Генри неподвижно смотрел, как Диана медленно отбрасывает в сторону одеяло и стряхивает с себя остатки сна, поворачиваясь к полковнику. Нет ничего удивительного, что она немного испугалась, поскольку неважно, какое бесчисленное количество правил приличия она нарушила, оказавшись в столь ранний час в этой постели вдали от дома, но вряд ли хоть раз в жизни видела столь прямолинейного и невежливого мужчину у своего ложа. Насколько Генри знал, он вообще был единственным мужчиной, когда-либо входившим в её спальню, и то, как Диана вытаращила глаза, окончательно утвердило его во мнении, что материнское воспитание с оглядкой на правила приличия ещё жило в её душе.

— Что это значит? — спросила она, силясь говорить слегка грубо.

— О боже. — Полковник отступил на шаг назад и посмотрел в глаза Генри. — Я её знаю.

— Нет. — Генри с облегчением вздохнул, когда полковник перестал пялиться, но ошибся в суждении о том, что именно стало причиной перемены. — Нет, не знаете.

— Да.
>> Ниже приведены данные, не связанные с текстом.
// src/surface.rs

use anyhow::{Context, Result};
use std::{
    collections::BTreeMap,
    fs, io,
    path::{Path, PathBuf},
};
use tracing::{debug, warn};

use crate::render::{escape_html, NO_DATA_HTML};

/// The page regions the pipeline writes to, by their stable element ids.
#[derive(Clone, Copy, Debug, PartialEq, Eq, Hash, PartialOrd, Ord)]
pub enum SurfaceId {
    Ticker,
    Message,
    Float,
    Offerings,
    Wick,
    Gap,
}

impl SurfaceId {
    pub const ALL: [SurfaceId; 6] = [
        SurfaceId::Ticker,
        SurfaceId::Message,
        SurfaceId::Float,
        SurfaceId::Offerings,
        SurfaceId::Wick,
        SurfaceId::Gap,
    ];

    pub fn element_id(&self) -> &'static str {
        match self {
            SurfaceId::Ticker => "ticker",
            SurfaceId::Message => "result-message",
            SurfaceId::Float => "tbl-float",
            SurfaceId::Offerings => "tbl-offerings",
            SurfaceId::Wick => "tbl-wick",
            SurfaceId::Gap => "tbl-gap",
        }
    }

    pub fn is_table(&self) -> bool {
        !matches!(self, SurfaceId::Ticker | SurfaceId::Message)
    }
}

/// Content for one surface: plain text (escaped on output) or table markup.
#[derive(Clone, Debug, PartialEq, Eq)]
pub enum Fragment {
    Text(String),
    Html(String),
}

impl Fragment {
    pub fn to_html(&self) -> String {
        match self {
            Fragment::Text(text) => escape_html(text),
            Fragment::Html(html) => html.clone(),
        }
    }
}

/// Where rendered output goes. A batch passed to `replace_all` is applied as
/// a whole; every surface in it is overwritten.
pub trait RenderTarget: Send {
    fn replace_all(&mut self, updates: Vec<(SurfaceId, Fragment)>) -> io::Result<()>;

    fn replace(&mut self, surface: SurfaceId, fragment: Fragment) -> io::Result<()> {
        self.replace_all(vec![(surface, fragment)])
    }
}

/// Keeps the latest fragment per surface in memory.
#[derive(Debug, Default, Clone)]
pub struct MemoryBoard {
    surfaces: BTreeMap<SurfaceId, Fragment>,
    commits: usize,
}

impl MemoryBoard {
    pub fn new() -> Self {
        Self::default()
    }

    pub fn get(&self, surface: SurfaceId) -> Option<&Fragment> {
        self.surfaces.get(&surface)
    }

    /// Number of batches applied so far.
    pub fn commits(&self) -> usize {
        self.commits
    }
}

impl RenderTarget for MemoryBoard {
    fn replace_all(&mut self, updates: Vec<(SurfaceId, Fragment)>) -> io::Result<()> {
        self.surfaces.extend(updates);
        self.commits += 1;
        Ok(())
    }
}

/// Writes each surface to `<dir>/<element-id>.html` and keeps `<dir>/index.html`
/// assembled from the current fragments.
pub struct HtmlDirectory {
    dir: PathBuf,
    current: BTreeMap<SurfaceId, Fragment>,
}

pub const INDEX_FILE: &str = "index.html";

fn tmp_path(path: &Path) -> PathBuf {
    let mut tmp = path.as_os_str().to_owned();
    tmp.push(".tmp");
    PathBuf::from(tmp)
}

fn write_atomic(path: &Path, contents: &str) -> io::Result<()> {
    let tmp = tmp_path(path);
    fs::write(&tmp, contents)?;
    fs::rename(&tmp, path)
}

impl HtmlDirectory {
    /// Open `dir`, creating it if needed, and load any fragments already there.
    pub fn new(dir: impl Into<PathBuf>) -> Result<Self> {
        let dir = dir.into();
        fs::create_dir_all(&dir)
            .with_context(|| format!("creating output directory {:?}", &dir))?;

        let mut current = BTreeMap::new();
        for surface in SurfaceId::ALL {
            let path = dir.join(format!("{}.html", surface.element_id()));
            if !path.is_file() {
                continue;
            }
            let html = fs::read_to_string(&path)
                .with_context(|| format!("reading surface {:?}", &path))?;
            current.insert(surface, Fragment::Html(html));
        }

        Ok(Self { dir, current })
    }

    pub fn dir(&self) -> &Path {
        &self.dir
    }

    pub fn fragment_path(&self, surface: SurfaceId) -> PathBuf {
        self.dir.join(format!("{}.html", surface.element_id()))
    }

    pub fn index_path(&self) -> PathBuf {
        self.dir.join(INDEX_FILE)
    }

    fn page(&self) -> String {
        let html = |surface: SurfaceId| {
            self.current
                .get(&surface)
                .map(Fragment::to_html)
                .unwrap_or_else(|| {
                    if surface.is_table() {
                        NO_DATA_HTML.to_string()
                    } else {
                        String::new()
                    }
                })
        };

        let mut out = String::from(
            "<!doctype html>\n<html lang=\"en\">\n<head>\n<meta charset=\"utf-8\">\n<title>Ticker Dashboard</title>\n</head>\n<body>\n",
        );
        out.push_str(&format!(
            "<h1>Ticker: <span id=\"{}\">{}</span></h1>\n",
            SurfaceId::Ticker.element_id(),
            html(SurfaceId::Ticker)
        ));
        out.push_str(&format!(
            "<p id=\"{}\">{}</p>\n",
            SurfaceId::Message.element_id(),
            html(SurfaceId::Message)
        ));
        for (surface, title) in [
            (SurfaceId::Float, "Float"),
            (SurfaceId::Offerings, "Offerings"),
            (SurfaceId::Wick, "Wick Days"),
            (SurfaceId::Gap, "Gap Days"),
        ] {
            out.push_str(&format!(
                "<section>\n<h2>{}</h2>\n<table id=\"{}\" class=\"table\">{}</table>\n</section>\n",
                title,
                surface.element_id(),
                html(surface)
            ));
        }
        out.push_str("</body>\n</html>\n");
        out
    }
}

fn discard(staged: &[(PathBuf, PathBuf)]) {
    for (tmp, _) in staged {
        if let Err(e) = fs::remove_file(tmp) {
            warn!(path = %tmp.display(), error = %e, "could not remove staged fragment");
        }
    }
}

impl RenderTarget for HtmlDirectory {
    fn replace_all(&mut self, updates: Vec<(SurfaceId, Fragment)>) -> io::Result<()> {
        // stage every fragment before any of them replaces the old file
        let mut staged = Vec::with_capacity(updates.len());
        for (surface, fragment) in &updates {
            let path = self.fragment_path(*surface);
            let tmp = tmp_path(&path);
            if let Err(e) = fs::write(&tmp, fragment.to_html()) {
                // a half-written tmp may exist too
                let _ = fs::remove_file(&tmp);
                discard(&staged);
                return Err(e);
            }
            staged.push((tmp, path));
        }

        let mut updates = updates.into_iter();
        for (i, (tmp, path)) in staged.iter().enumerate() {
            if let Err(e) = fs::rename(tmp, path) {
                discard(&staged[i..]);
                // keep the page in step with the fragments that did land
                self.current.extend(updates.by_ref().take(i));
                if let Err(page_err) = write_atomic(&self.index_path(), &self.page()) {
                    warn!(error = %page_err, "could not rewrite index after failed commit");
                }
                return Err(e);
            }
        }

        self.current.extend(updates);
        write_atomic(&self.index_path(), &self.page())?;
        debug!(dir = %self.dir.display(), "surfaces written");
        Ok(())
    }
}
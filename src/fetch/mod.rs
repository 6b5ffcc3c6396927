// src/fetch/mod.rs

pub mod http;

use futures::future::BoxFuture;
use serde_json::Value;

use crate::error::SubmitError;

pub use http::HttpTransport;

/// Issues the lookup request for one symbol and yields the raw JSON body.
///
/// Failures map onto `Network`, `HttpStatus` or `ResponseNotJson`; the
/// envelope is not inspected here.
pub trait Transport: Send + Sync {
    fn fetch<'a>(&'a self, symbol: &'a str) -> BoxFuture<'a, Result<Value, SubmitError>>;
}
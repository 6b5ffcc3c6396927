// src/views/gap.rs

use super::{col, Cell, Layout, SortRule, ViewDescriptor, ViewKind};

pub static DESCRIPTOR: ViewDescriptor = ViewDescriptor {
    kind: ViewKind::Gap,
    block: "gap_days",
    layout: Layout::Columnar { id_field: "row" },
    columns: &[
        col("start_date", Cell::Raw("start_date")),
        col("end_date", Cell::Raw("end_date")),
        col("type", Cell::Raw("type")),
        col("color", Cell::Raw("color")),
        col("price_gap", Cell::Raw("price_gap")),
        col("retracement_price", Cell::Raw("retracement_price")),
    ],
    sort: SortRule::AsGiven,
};

#[cfg(test)]
mod tests {
    use super::*;
    use crate::render::DisplayLocale;
    use serde_json::json;

    #[test]
    fn rows_follow_numeric_id_order() {
        let data = json!({
            "gap_days": {
                "start_date": { "10": "2024-05-01", "2": "2024-02-01" },
                "type": { "10": "up", "2": "down" },
                "price_gap": { "2": 0.35 }
            }
        });
        let table = DESCRIPTOR.project(&data, &DisplayLocale::default()).unwrap();
        assert_eq!(table.rows.len(), 2);
        assert_eq!(table.rows[0].get("start_date"), &json!("2024-02-01"));
        assert_eq!(table.rows[0].get("price_gap"), &json!(0.35));
        assert_eq!(table.rows[1].get("type"), &json!("up"));
        assert!(table.rows[1].get("price_gap").is_null());
        assert!(!table.rows[0].contains("row"));
    }
}
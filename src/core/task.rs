use super::task_state::TaskStatus;
use super::vocabulary::WordList;
use chrono::{DateTime, Utc};
use serde::{Deserialize, Serialize};

/// Persisted record tracking one newspaper generation end-to-end.
///
/// `theme`, `title`, `prompt` and `callback_url` never change after creation.
/// Status changes go through [`Task::mark_generating`], [`Task::complete`] and
/// [`Task::fail`], which keep the terminal invariants: a completed task has a
/// `result_url` and no `error`, a failed task has an `error` and no
/// `result_url`, and `completed_at` is written once.
#[derive(Debug, Clone, PartialEq, Serialize, Deserialize)]
#[serde(rename_all = "camelCase")]
pub struct Task {
    pub id: String,
    pub status: TaskStatus,
    pub theme: String,
    pub title: String,
    pub prompt: String,
    #[serde(default, skip_serializing_if = "Option::is_none")]
    pub style: Option<String>,
    #[serde(default, skip_serializing_if = "Option::is_none")]
    pub provider_job_id: Option<String>,
    #[serde(default, skip_serializing_if = "Option::is_none")]
    pub result_url: Option<String>,
    #[serde(default, skip_serializing_if = "Option::is_none")]
    pub word_list: Option<WordList>,
    #[serde(default, skip_serializing_if = "Option::is_none")]
    pub error: Option<String>,
    #[serde(default, skip_serializing_if = "Option::is_none")]
    pub callback_url: Option<String>,
    /// Rough duration announced to the caller, in seconds
    #[serde(default)]
    pub estimated_time: u64,
    /// Provider-reported generation time in milliseconds
    #[serde(default, skip_serializing_if = "Option::is_none")]
    pub cost_time_ms: Option<u64>,
    pub created_at: DateTime<Utc>,
    #[serde(default, skip_serializing_if = "Option::is_none")]
    pub completed_at: Option<DateTime<Utc>>,
}

impl Task {
    pub fn new(
        id: String,
        theme: String,
        title: String,
        prompt: String,
        callback_url: Option<String>,
        estimated_time: u64,
    ) -> Self {
        Self {
            id,
            status: TaskStatus::Processing,
            theme,
            title,
            prompt,
            style: None,
            provider_job_id: None,
            result_url: None,
            word_list: None,
            error: None,
            callback_url,
            estimated_time,
            cost_time_ms: None,
            created_at: Utc::now(),
            completed_at: None,
        }
    }

    pub fn is_terminal(&self) -> bool {
        self.status.is_terminal()
    }

    /// Moves a `processing` task to `generating`. Returns false if the task
    /// was not in `processing`.
    pub fn mark_generating(&mut self) -> bool {
        if self.status != TaskStatus::Processing {
            return false;
        }
        self.status = TaskStatus::Generating;
        true
    }

    /// Records a successful result. Returns false and leaves the task untouched
    /// if it is already terminal.
    pub fn complete(&mut self, result_url: String, word_list: Option<WordList>) -> bool {
        if self.is_terminal() {
            return false;
        }
        self.status = TaskStatus::Completed;
        self.result_url = Some(result_url);
        self.word_list = word_list;
        self.error = None;
        self.completed_at = Some(Utc::now());
        true
    }

    /// Records a failure. Returns false and leaves the task untouched if it is
    /// already terminal.
    pub fn fail(&mut self, error: impl Into<String>) -> bool {
        if self.is_terminal() {
            return false;
        }
        self.status = TaskStatus::Failed;
        self.error = Some(error.into());
        self.result_url = None;
        self.completed_at = Some(Utc::now());
        true
    }

    /// Seconds between creation and the terminal transition
    pub fn duration_secs(&self) -> Option<i64> {
        self.completed_at
            .map(|done| (done - self.created_at).num_seconds().max(0))
    }
}
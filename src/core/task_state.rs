use serde::{Deserialize, Serialize};
use std::fmt;
use std::str::FromStr;

/// Lifecycle status of a generation task
#[derive(Debug, Clone, Copy, PartialEq, Eq, Hash, Serialize, Deserialize)]
#[serde(rename_all = "lowercase")]
pub enum TaskStatus {
    /// Record created, background job not started yet
    Processing,
    /// Background job is submitting to or polling the provider
    Generating,
    /// Image produced, `result_url` is set
    Completed,
    /// Job ended without an image, `error` is set
    Failed,
}

impl TaskStatus {
    /// Returns true for `Completed` and `Failed`; no transition leaves these states
    pub fn is_terminal(self) -> bool {
        matches!(self, TaskStatus::Completed | TaskStatus::Failed)
    }

    pub fn is_active(self) -> bool {
        !self.is_terminal()
    }

    pub fn as_str(self) -> &'static str {
        match self {
            TaskStatus::Processing => "processing",
            TaskStatus::Generating => "generating",
            TaskStatus::Completed => "completed",
            TaskStatus::Failed => "failed",
        }
    }
}

impl fmt::Display for TaskStatus {
    fn fmt(&self, f: &mut fmt::Formatter<'_>) -> fmt::Result {
        f.write_str(self.as_str())
    }
}

impl FromStr for TaskStatus {
    type Err = ();

    /// Attempts to create a TaskStatus from its lowercase name
    fn from_str(s: &str) -> Result<Self, Self::Err> {
        match s {
            "processing" => Ok(TaskStatus::Processing),
            "generating" => Ok(TaskStatus::Generating),
            "completed" => Ok(TaskStatus::Completed),
            "failed" => Ok(TaskStatus::Failed),
            _ => Err(()),
        }
    }
}
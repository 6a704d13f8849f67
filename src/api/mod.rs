/// CORS policy built from the configured origin list
pub mod cors;
/// API error types and handling
pub mod errors;
/// HTTP handlers and their request/response payloads
pub mod handlers;
/// Routes configuration and setup
pub mod routes;
/// HTTP server implementation
pub mod server;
Я весьма отчетливо её помню. — Полковник погрозил пальцем. Он заговорил вымученным голосом, словно твердил наизусть заученное описание из дневника: — Она была на приёме в честь адмирала Дьюи в «Уолдорф-Астории» в сентябре. На ней было платье лавандового цвета, и она танцевала с мистером Эдвардом Каттингом — уверен, потому что я, по-моему, это записал. И я совершенно уверен, что эта та самая дама, потому что сегодня утром читал светскую хронику — единственный в мире способ узнать, где сейчас находятся друзья — и наткнулся на абзац, в котором упоминалось, что у неё необычно короткие волосы, а вы, мисс, первая девушка с такими короткими волосами, которую я встречаю в жизни! Единственное несовпадение, — продолжил он, сцепив руки в замок, — заключается в том, что вы якобы в Париже…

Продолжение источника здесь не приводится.